Starting at the line that contains "ChainName::Solana => return", return every line through the end of the entries below, exactly and with nothing else.

[Data to examine — start]

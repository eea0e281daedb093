//! Decoding of source-chain bridge events
//!
//! Each EVM bridge emits one event per transfer. X Layer's `BridgeOut` names
//! its destination chain id, BSC's `BridgeInitiated` always targets X Layer,
//! and `BridgeToSolana` (on both) carries a 32-byte Solana owner key.

use alloy::primitives::{Address, B256, U256};
use alloy::rpc::types::Log;
use alloy::sol_types::SolEvent;
use thiserror::Error;

use crate::contracts::{BscBridge, XLayerBridge};
use crate::types::{format_evm_address, format_tx_hash, ChainName};

#[derive(Debug, Error, PartialEq, Eq)]
pub enum DecodeError {
    #[error("log has no transaction hash")]
    MissingTxHash,
    #[error("log has no block number")]
    MissingBlockNumber,
    #[error("nonce {0} does not fit in 63 bits")]
    NonceOverflow(U256),
    #[error("malformed {event} log: {reason}")]
    Malformed { event: &'static str, reason: String },
    #[error("{0} has no bridge contract")]
    NotASource(ChainName),
}

/// How the destination is expressed by the source event
#[derive(Debug, Clone, Copy, PartialEq, Eq)]
pub enum DestinationHint {
    /// Explicit EVM chain id (X Layer `BridgeOut`)
    EvmChainId(u64),
    /// The other EVM chain (BSC `BridgeInitiated`)
    Counterpart,
    /// Explicit Solana recipient (`BridgeToSolana`)
    Solana,
}

/// A decoded source event, ready for the request processor
#[derive(Debug, Clone, PartialEq, Eq)]
pub struct BridgeEvent {
    pub source_tx_hash: String,
    pub from_chain: ChainName,
    pub destination: DestinationHint,
    pub from_address: String,
    /// 0x hex for EVM recipients, base58 for Solana recipients
    pub to_address: String,
    pub amount: U256,
    pub fee: U256,
    pub nonce: u64,
    pub block_number: u64,
}

/// topic0 values of the bridge events emitted on `chain`
pub fn bridge_event_signatures(chain: ChainName) -> Vec<B256> {
    match chain {
        ChainName::XLayer => vec![
            XLayerBridge::BridgeOut::SIGNATURE_HASH,
            XLayerBridge::BridgeToSolana::SIGNATURE_HASH,
        ],
        ChainName::Bsc => vec![
            BscBridge::BridgeInitiated::SIGNATURE_HASH,
            BscBridge::BridgeToSolana::SIGNATURE_HASH,
        ],
        ChainName::Solana => Vec::new(),
    }
}

fn to_nonce(value: U256) -> Result<u64, DecodeError> {
    u64::try_from(value)
        .ok()
        .filter(|n| *n <= i64::MAX as u64)
        .ok_or(DecodeError::NonceOverflow(value))
}

fn malformed(event: &'static str, err: impl std::fmt::Display) -> DecodeError {
    DecodeError::Malformed {
        event,
        reason: err.to_string(),
    }
}

fn solana_recipient(recipient: &B256) -> String {
    bs58::encode(recipient.as_slice()).into_string()
}

/// Decode a bridge log emitted on `chain`.
///
/// Returns `Ok(None)` for logs that are not bridge events.
pub fn decode_bridge_log(chain: ChainName, log: &Log) -> Result<Option<BridgeEvent>, DecodeError> {
    let Some(topic0) = log.topic0().copied() else {
        return Ok(None);
    };
    if !bridge_event_signatures(chain).contains(&topic0) {
        return Ok(None);
    }

    let source_tx_hash = log
        .transaction_hash
        .as_ref()
        .map(format_tx_hash)
        .ok_or(DecodeError::MissingTxHash)?;
    let block_number = log.block_number.ok_or(DecodeError::MissingBlockNumber)?;

    let event = match chain {
        ChainName::XLayer if topic0 == XLayerBridge::BridgeOut::SIGNATURE_HASH => {
            let decoded = log
                .log_decode::<XLayerBridge::BridgeOut>()
                .map_err(|e| malformed("BridgeOut", e))?;
            let e = decoded.inner.data;
            let dest_chain_id = u64::try_from(e.destChainId)
                .map_err(|_| {
                    malformed("BridgeOut", format!("destChainId {} out of range", e.destChainId))
                })?;
            BridgeEvent {
                source_tx_hash,
                from_chain: chain,
                destination: DestinationHint::EvmChainId(dest_chain_id),
                from_address: format_evm_address(&e.from),
                to_address: format_evm_address(&e.to),
                amount: e.amount,
                fee: e.fee,
                nonce: to_nonce(e.nonce)?,
                block_number,
            }
        }
        ChainName::Bsc if topic0 == BscBridge::BridgeInitiated::SIGNATURE_HASH => {
            let decoded = log
                .log_decode::<BscBridge::BridgeInitiated>()
                .map_err(|e| malformed("BridgeInitiated", e))?;
            let e = decoded.inner.data;
            BridgeEvent {
                source_tx_hash,
                from_chain: chain,
                destination: DestinationHint::Counterpart,
                from_address: format_evm_address(&e.from),
                to_address: format_evm_address(&e.to),
                amount: e.amount,
                fee: e.fee,
                nonce: to_nonce(e.nonce)?,
                block_number,
            }
        }
        ChainName::XLayer => {
            let decoded = log
                .log_decode::<XLayerBridge::BridgeToSolana>()
                .map_err(|e| malformed("BridgeToSolana", e))?;
            let e = decoded.inner.data;
            BridgeEvent {
                source_tx_hash,
                from_chain: chain,
                destination: DestinationHint::Solana,
                from_address: format_evm_address(&e.from),
                to_address: solana_recipient(&e.recipient),
                amount: e.amount,
                fee: e.fee,
                nonce: to_nonce(e.nonce)?,
                block_number,
            }
        }
        ChainName::Bsc => {
            let decoded = log
                .log_decode::<BscBridge::BridgeToSolana>()
                .map_err(|e| malformed("BridgeToSolana", e))?;
            let e = decoded.inner.data;
            BridgeEvent {
                source_tx_hash,
                from_chain: chain,
                destination: DestinationHint::Solana,
                from_address: format_evm_address(&e.from),
                to_address: solana_recipient(&e.recipient),
                amount: e.amount,
                fee: e.fee,
                nonce: to_nonce(e.nonce)?,
                block_number,
            }
        }
        ChainName::Solana => return Err(DecodeError::NotASource(chain)),
    };

    Ok(Some(event))
}

/// Bridge events in a transaction receipt, restricted to the bridge contract
pub fn decode_receipt_logs(
    chain: ChainName,
    bridge_address: Address,
    logs: &[Log],
) -> Vec<Result<BridgeEvent, DecodeError>> {
    logs.iter()
        .filter(|log| log.address() == bridge_address)
        .filter_map(|log| decode_bridge_log(chain, log).transpose())
        .collect()
}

[Data to examine — finish]

**Answer for the task**
        ChainName::Solana => return Err(DecodeError::NotASource(chain)),
    };

    Ok(Some(event))
}

/// Bridge events in a transaction receipt, restricted to the bridge contract
pub fn decode_receipt_logs(
    chain: ChainName,
    bridge_address: Address,
    logs: &[Log],
) -> Vec<Result<BridgeEvent, DecodeError>> {
    logs.iter()
        .filter(|log| log.address() == bridge_address)
        .filter_map(|log| decode_bridge_log(chain, log).transpose())
        .collect()
}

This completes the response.